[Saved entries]
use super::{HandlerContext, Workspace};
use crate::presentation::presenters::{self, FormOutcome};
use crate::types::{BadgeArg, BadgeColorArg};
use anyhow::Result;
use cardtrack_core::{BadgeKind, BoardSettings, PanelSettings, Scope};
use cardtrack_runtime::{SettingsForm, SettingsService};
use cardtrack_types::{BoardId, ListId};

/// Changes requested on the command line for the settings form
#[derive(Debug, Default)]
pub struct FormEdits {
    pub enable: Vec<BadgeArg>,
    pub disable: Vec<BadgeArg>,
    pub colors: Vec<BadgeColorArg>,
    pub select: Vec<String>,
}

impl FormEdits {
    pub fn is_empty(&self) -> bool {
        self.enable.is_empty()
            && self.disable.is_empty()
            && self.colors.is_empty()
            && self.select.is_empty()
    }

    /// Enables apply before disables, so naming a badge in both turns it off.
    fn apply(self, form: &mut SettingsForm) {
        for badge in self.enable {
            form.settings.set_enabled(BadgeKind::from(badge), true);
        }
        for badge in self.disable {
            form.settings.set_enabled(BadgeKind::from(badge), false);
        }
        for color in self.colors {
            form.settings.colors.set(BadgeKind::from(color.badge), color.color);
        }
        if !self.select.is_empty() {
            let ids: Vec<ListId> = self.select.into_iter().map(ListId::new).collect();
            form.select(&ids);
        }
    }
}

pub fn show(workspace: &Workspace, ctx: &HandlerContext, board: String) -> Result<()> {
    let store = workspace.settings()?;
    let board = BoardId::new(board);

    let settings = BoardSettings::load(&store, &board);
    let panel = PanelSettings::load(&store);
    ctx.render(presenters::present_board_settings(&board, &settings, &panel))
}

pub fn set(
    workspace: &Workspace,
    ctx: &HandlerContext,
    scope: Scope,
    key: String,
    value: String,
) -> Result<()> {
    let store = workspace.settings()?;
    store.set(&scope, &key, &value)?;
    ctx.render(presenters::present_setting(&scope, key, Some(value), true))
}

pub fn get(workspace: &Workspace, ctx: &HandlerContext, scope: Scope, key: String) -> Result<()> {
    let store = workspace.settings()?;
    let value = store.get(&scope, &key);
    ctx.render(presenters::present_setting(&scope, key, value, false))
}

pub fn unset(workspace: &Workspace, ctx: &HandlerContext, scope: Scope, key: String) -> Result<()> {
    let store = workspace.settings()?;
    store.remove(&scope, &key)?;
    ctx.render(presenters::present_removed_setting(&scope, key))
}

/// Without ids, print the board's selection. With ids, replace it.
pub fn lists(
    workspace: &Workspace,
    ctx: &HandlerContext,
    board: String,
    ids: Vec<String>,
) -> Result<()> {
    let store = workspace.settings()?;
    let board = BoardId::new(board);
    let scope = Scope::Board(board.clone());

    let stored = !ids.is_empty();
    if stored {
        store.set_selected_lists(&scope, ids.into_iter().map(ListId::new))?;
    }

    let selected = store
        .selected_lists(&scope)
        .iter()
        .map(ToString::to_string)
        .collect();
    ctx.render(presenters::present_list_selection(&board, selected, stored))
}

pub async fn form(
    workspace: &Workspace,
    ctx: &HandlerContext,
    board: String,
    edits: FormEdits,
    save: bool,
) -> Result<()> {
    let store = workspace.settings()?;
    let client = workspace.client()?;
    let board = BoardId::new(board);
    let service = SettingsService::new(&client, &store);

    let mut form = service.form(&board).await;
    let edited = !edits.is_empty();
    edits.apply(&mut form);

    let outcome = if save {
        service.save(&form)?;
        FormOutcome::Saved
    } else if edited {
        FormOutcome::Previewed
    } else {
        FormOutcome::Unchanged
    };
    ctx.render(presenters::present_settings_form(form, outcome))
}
...
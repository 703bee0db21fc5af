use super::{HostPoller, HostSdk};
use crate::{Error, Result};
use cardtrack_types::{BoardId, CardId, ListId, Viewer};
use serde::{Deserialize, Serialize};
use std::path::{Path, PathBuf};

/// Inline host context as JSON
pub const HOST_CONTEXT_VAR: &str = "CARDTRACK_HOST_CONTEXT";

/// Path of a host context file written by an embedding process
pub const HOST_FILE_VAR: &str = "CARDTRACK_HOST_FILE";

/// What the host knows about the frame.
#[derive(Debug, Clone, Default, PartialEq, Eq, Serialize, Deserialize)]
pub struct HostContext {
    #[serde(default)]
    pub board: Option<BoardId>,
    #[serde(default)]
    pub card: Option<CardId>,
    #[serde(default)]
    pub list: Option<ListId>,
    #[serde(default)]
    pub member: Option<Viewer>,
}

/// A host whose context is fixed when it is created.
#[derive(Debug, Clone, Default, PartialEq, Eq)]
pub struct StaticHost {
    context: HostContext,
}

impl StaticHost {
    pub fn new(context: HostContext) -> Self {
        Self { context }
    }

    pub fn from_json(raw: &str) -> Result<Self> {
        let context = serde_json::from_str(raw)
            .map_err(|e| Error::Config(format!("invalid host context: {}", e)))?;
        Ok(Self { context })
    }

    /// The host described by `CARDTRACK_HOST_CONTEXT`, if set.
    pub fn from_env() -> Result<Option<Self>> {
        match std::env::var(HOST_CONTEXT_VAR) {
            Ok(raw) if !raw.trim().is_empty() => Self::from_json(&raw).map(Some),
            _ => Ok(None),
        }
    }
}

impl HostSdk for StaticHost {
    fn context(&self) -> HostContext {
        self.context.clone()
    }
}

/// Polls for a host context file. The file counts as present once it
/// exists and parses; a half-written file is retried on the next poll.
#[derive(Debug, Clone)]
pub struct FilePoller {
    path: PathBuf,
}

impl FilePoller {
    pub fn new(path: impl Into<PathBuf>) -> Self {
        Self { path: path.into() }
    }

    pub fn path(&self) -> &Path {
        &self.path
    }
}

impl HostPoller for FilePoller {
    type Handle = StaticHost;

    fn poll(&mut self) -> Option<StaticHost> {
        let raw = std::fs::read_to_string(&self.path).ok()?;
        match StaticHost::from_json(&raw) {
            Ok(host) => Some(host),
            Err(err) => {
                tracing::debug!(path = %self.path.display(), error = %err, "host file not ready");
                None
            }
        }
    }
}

_EXERCISE DIRECTIONS_. Search the records for the string "value" and report each line that has it.

_ANSWER SPACE_.
    value: String,
    store.set(&scope, &key, &value)?;
    ctx.render(presenters::present_setting(&scope, key, Some(value), true))
    let value = store.get(&scope, &key);
    ctx.render(presenters::present_setting(&scope, key, value, false))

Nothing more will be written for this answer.